I find these penalties to be modest in light of the egregiousness of Petitioner’s noncompliance.  As I have discussed, Petitioner severely impinged on the rights of Resident # 5.  Rather than treat him with dignity as the regulations require, Petitioner’s staff essentially imprisoned him, plainly as a way of removing a nuisance that caused problems for other residents and staff.  Moreover, Petitioner failed to design a plan that would have protected the resident and two other helpless residents in the event of an emergency.  These are serious violations and show a high degree of culpability on Petitioner’s part.  42 C.F.R. § 488.438(f).

Petitioner has not offered evidence to challenge CMS’s findings concerning the duration of Petitioner’s noncompliance.  I find the non-immediate jeopardy level penalties, which covered a period of about three weeks after the end of immediate jeopardy, to be reasonable both in amount and in duration.  There is no evidence showing that Petitioner completely rectified its noncompliance prior to November 3, 2016.

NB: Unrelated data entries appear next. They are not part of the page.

//! Main metadata store
//!
//! A single redb database file holds nine logical namespaces. Values
//! are bincode, except policies and attestations whose free-form JSON
//! documents require a self-describing encoding. One store is opened
//! per process; redb serializes writers per transaction.

use crate::tables;
use chrono::{DateTime, Utc};
use depot_common::{
    Artifact, AuditEntry, AttestationRecord, Bucket, BucketName, Error, ErrorKind,
    MultipartSession, ObjectKey, Policy, Result, SbomRecord, SignatureRecord,
};
use redb::{Database, ReadableTable, TableDefinition};
use serde::{Deserialize, Serialize};
use serde::de::DeserializeOwned;
use std::path::Path;
use std::sync::Arc;
use uuid::Uuid;

/// Hard caps on audit query results
pub const AUDIT_DEFAULT_LIMIT: usize = 100;
pub const AUDIT_MAX_LIMIT: usize = 10_000;

const SEP: char = '\x00';

/// Pending backend write, recorded before the payload lands so the
/// orphan sweeper can repair failures between write and commit
#[derive(Clone, Debug, PartialEq, Eq, Serialize, Deserialize)]
pub struct WriteIntent {
    pub bucket: BucketName,
    pub key: ObjectKey,
    pub storage_path: String,
    pub started_at: DateTime<Utc>,
}

/// Filters for audit log queries
#[derive(Clone, Debug, Default)]
pub struct AuditQuery {
    pub user_id: Option<String>,
    pub resource_prefix: Option<String>,
    pub start: Option<DateTime<Utc>>,
    pub end: Option<DateTime<Utc>>,
    pub limit: Option<usize>,
}

impl AuditQuery {
    fn effective_limit(&self) -> usize {
        self.limit
            .unwrap_or(AUDIT_DEFAULT_LIMIT)
            .min(AUDIT_MAX_LIMIT)
    }
}

fn meta_err(err: impl Into<redb::Error>) -> Error {
    let err = err.into();
    let kind = match &err {
        redb::Error::Io(_) => ErrorKind::StorageFailure,
        redb::Error::Corrupted(_) => ErrorKind::MetadataCorrupted,
        _ => ErrorKind::Internal,
    };
    Error::new(kind, format!("metadata store: {err}"))
}

fn encode<T: Serialize>(value: &T) -> Result<Vec<u8>> {
    bincode::serialize(value)
        .map_err(|err| Error::internal("metadata encode failed").with_source(err))
}

fn decode<T: DeserializeOwned>(bytes: &[u8]) -> Result<T> {
    bincode::deserialize(bytes)
        .map_err(|err| Error::metadata_corrupted("metadata decode failed").with_source(err))
}

fn encode_json<T: Serialize>(value: &T) -> Result<Vec<u8>> {
    serde_json::to_vec(value)
        .map_err(|err| Error::internal("metadata encode failed").with_source(err))
}

fn decode_json<T: DeserializeOwned>(bytes: &[u8]) -> Result<T> {
    serde_json::from_slice(bytes)
        .map_err(|err| Error::metadata_corrupted("metadata decode failed").with_source(err))
}

fn artifact_key(bucket: &BucketName, key: &ObjectKey) -> String {
    format!("{}{SEP}{}", bucket.as_str(), key.as_str())
}

fn ref_key(artifact_ref: &str, id: Uuid) -> String {
    format!("{artifact_ref}{SEP}{id}")
}

fn audit_key(timestamp: DateTime<Utc>, id: Uuid) -> String {
    let micros = timestamp.timestamp_micros().max(0) as u64;
    format!("{:020}{SEP}{id}", u64::MAX - micros)
}

/// Metadata store backed by a single redb file
#[derive(Clone)]
pub struct MetaStore {
    db: Arc<Database>,
}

  • 1. Effective November 28, 2016, CMS revised and redesignated the requirements for skilled nursing facilities in Part 483 subpart B. Final Rule, Medicare and Medicaid Programs; Reform of Requirements for Long-Term Care Facilities, 81 Fed. Reg. 68,688, 68,848 (Oct. 4, 2016). I cite to the regulations in effect when the state agency performed the survey in question.
  • 2. The door to the resident’s room was a “dutch” door with the bottom half locked in the closed position.
  • 3. There is a reference to bipolar disorder in Resident # 5’s clinical record. P. Ex. 1 at 1. However, there is no clinical assessment justifying that statement. The record is devoid of any evidence to suggest that a psychiatrist or a psychologist diagnosed the resident to be suffering from bipolar disorder. See, e.g., P. Ex. 4 at 2 (listing diagnoses but not listing bipolar disorder); CMS Ex. 5 at 29 (same; box on form to indicate diagnosis of “Manic Depression (bipolar disease)” unchecked). On the Consent for Psychoactive Medication Therapy form, which the resident’s guardian had not signed, the “conditions treated” were listed as “[c]ombative” and “impulse control,” while “[b]ipolar [d]isorder” was not a listed condition being treated despite its presence among the options. CMS Ex. 5 at 87.